Why You Should Keep a Fitness Journal to Jumpstart Weight Loss

Why You Should Keep a Fitness Journal to Jumpstart Weight Loss

As you get started on a fitness journey, you’ve probably looked up the importance of a good exercise regimen, a healthy diet, and a more active lifestyle. What you probably haven’t heard much about is the importance of keeping a fitness journal to keep yourself on track.

Here is how to get started with a fitness journal and the benefits it will bring.

How to Start a Fitness Journal

Starting a fitness journal is simple and easy. You either buy a pre-organized fitness motivation journal or a blank notebook if you are interested in designing your own layout.

As you get started with your fitness journal, try to include the following.

Fitness Goals

Before you even begin to track your workouts, it’s important to clarify what your fitness goals[1] are and the deadline you plan to reach them by. Your goals can include changes in your diet, your exercise routine, or your weight.

Workout Statistics

Each time you do a daily workout, write down the date, day of the week, start/end times, the exercises you completed, and the reps of each.
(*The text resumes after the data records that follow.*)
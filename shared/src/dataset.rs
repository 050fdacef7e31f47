use serde::Deserialize;
use serde_json::Value;
use thiserror::Error;

use crate::sample::Sample;

#[derive(Error, Debug)]
pub enum DatasetError {
    #[error("JSON error: {0}")]
    Json(#[from] serde_json::Error),
    #[error("Document has no `points` array")]
    MissingPoints,
}

/// Samples parsed from one dataset document
#[derive(Debug, Clone, Default)]
pub struct ParsedDataset {
    pub version: Option<String>,
    pub samples: Vec<Sample>,
    /// Records under `points` without usable coordinates
    pub skipped: usize,
}

impl ParsedDataset {
    /// Sorted distinct timepoints (absent `t` counts as 0)
    pub fn timepoints(&self) -> Vec<u32> {
        let mut times: Vec<u32> = self.samples.iter().map(Sample::timepoint).collect();
        times.sort_unstable();
        times.dedup();
        times
    }

    pub fn is_time_series(&self) -> bool {
        self.samples.iter().any(|s| s.t.is_some())
    }
}

/// Parse a `{ "points": [...] }` document.
///
/// Records without usable coordinates are skipped and counted; other fields
/// fall back to defaults. Only an unreadable document or a missing `points`
/// array is an error.
pub fn parse_points(json: &str) -> Result<ParsedDataset, DatasetError> {
    let document: Value = serde_json::from_str(json)?;

    let version = document.get("version").and_then(|v| match v {
        Value::String(s) => Some(s.clone()),
        Value::Number(n) => Some(n.to_string()),
        _ => None,
    });

    let points = document
        .get("points")
        .and_then(Value::as_array)
        .ok_or(DatasetError::MissingPoints)?;

    let mut samples = Vec::with_capacity(points.len());
    let mut skipped = 0;
    for (index, record) in points.iter().enumerate() {
        match Sample::deserialize(record) {
            Ok(sample) => samples.push(sample),
            Err(e) => {
                log::warn!("Skipping malformed sample #{}: {}", index, e);
                skipped += 1;
            }
        }
    }

    Ok(ParsedDataset {
        version,
        samples,
        skipped,
    })
}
This can be altered depending on your specific workout. For example, if you’re a runner, you can write down your average speed while running, your peak heart rate, and your total distance traveled.

Body Metrics

In order to track your progress, you’ll need to know specific body measurements. You can include your weight, BMI, length measurements, and calories consumed each day. Then, go back and measure these at least once a month to see how close you are to achieving your fitness goals.

Diet and Sleep Info

Your eating and sleeping habits are just as important as your workouts when it comes to fitness. As an added element in your fitness planner, you can keep track of what you eat, your water intake, how long you sleep, and your sleep quality. This can help you identify patterns that can help you work out more effectively.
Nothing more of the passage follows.